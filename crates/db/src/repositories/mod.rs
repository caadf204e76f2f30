mod asset_repo;
mod job_repo;

pub use asset_repo::AssetRepo;
pub use job_repo::JobRepo;
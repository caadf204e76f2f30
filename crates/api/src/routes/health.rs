use axum::extract::State;
use axum::{routing::get, Json, Router};
use serde::Serialize;

use crate::state::AppState;

/// Health check response payload.
#[derive(Serialize)]
pub struct HealthResponse {
    /// Overall service status.
    pub status: &'static str,
    /// Crate version from Cargo.toml.
    pub version: &'static str,
    /// Whether the database is reachable.
    pub db_healthy: bool,
}

/// GET /health -- returns service and database health.
async fn health_check(State(state): State<AppState>) -> Json<HealthResponse> {
    let db_healthy = espelho_db::health_check(&state.pool).await.is_ok();

    let status = if db_healthy { "ok" } else { "degraded" };

    Json(HealthResponse {
        status,
        version: env!("CARGO_PKG_VERSION"),
        db_healthy,
    })
}

/// Mount health check routes (intended for root-level, NOT under `/api/v1`).
pub fn router() -> Router<AppState> {
    Router::new().route("/health", get(health_check))
}
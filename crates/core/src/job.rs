//! Try-on job status machine and staleness rules.
//!
//! A job moves `queued → processing → {completed | failed}`. Terminal states
//! are immutable except for two deliberate idempotencies: re-completing a
//! completed job overwrites the artifact reference (last-write-wins), and
//! re-failing an already-terminal job is a no-op. Both are required because
//! the staleness sweep and a double-submitted client may race to settle the
//! same job.

use chrono::Duration;
use serde::{Deserialize, Serialize};

use crate::error::CoreError;
use crate::types::Timestamp;

// ---------------------------------------------------------------------------
// Status
// ---------------------------------------------------------------------------

/// Lifecycle status of a try-on generation job.
#[derive(Debug, Clone, Copy, PartialEq, Eq, Serialize, Deserialize)]
#[serde(rename_all = "snake_case")]
pub enum JobStatus {
    Queued,
    Processing,
    Completed,
    Failed,
}

impl JobStatus {
    /// Parse a status string from the database.
    ///
    /// Accepts the legacy `"pending"` spelling as a synonym for `Queued`;
    /// historic rows were written with both values interchangeably. The
    /// canonical serialized form is always `"queued"`.
    pub fn from_str_db(s: &str) -> Result<Self, CoreError> {
        match s {
            "queued" | "pending" => Ok(Self::Queued),
            "processing" => Ok(Self::Processing),
            "completed" => Ok(Self::Completed),
            "failed" => Ok(Self::Failed),
            _ => Err(CoreError::Validation(format!(
                "Invalid job status '{s}'. Must be one of: queued, processing, \
                 completed, failed"
            ))),
        }
    }

    /// Convert to the canonical database string.
    pub fn as_str(self) -> &'static str {
        match self {
            Self::Queued => "queued",
            Self::Processing => "processing",
            Self::Completed => "completed",
            Self::Failed => "failed",
        }
    }

    /// Completed and failed jobs are append-only: a retry creates a new job.
    pub fn is_terminal(self) -> bool {
        matches!(self, Self::Completed | Self::Failed)
    }
}

// ---------------------------------------------------------------------------
// Staleness
// ---------------------------------------------------------------------------

/// A job stuck in `processing` longer than this is treated as failed the
/// next time it is loaded for display.
pub const STALE_JOB_TIMEOUT_MINS: i64 = 10;

/// True if a `processing` job created at `created_at` should be presented as
/// failed. Non-processing jobs are never stale.
pub fn is_stale(status: JobStatus, created_at: Timestamp, now: Timestamp) -> bool {
    status == JobStatus::Processing
        && now - created_at > Duration::minutes(STALE_JOB_TIMEOUT_MINS)
}

/// Error message recorded when the staleness sweep force-fails a job.
pub const STALE_JOB_MESSAGE: &str =
    "Tempo limite de processamento excedido (10 minutos). Tente novamente.";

----------

Scan the listing above for the line that has "pub use job_repo::JobRepo;", then copy exactly from that line through the line that has "pub status: &'static".

pub use job_repo::JobRepo;
repository caadf204e76f2f30
filename crates/api/src/routes/health.rs
use axum::extract::State;
use axum::{routing::get, Json, Router};
use serde::Serialize;

use crate::state::AppState;

/// Health check response payload.
#[derive(Serialize)]
pub struct HealthResponse {
    /// Overall service status.
    pub status: &'static str,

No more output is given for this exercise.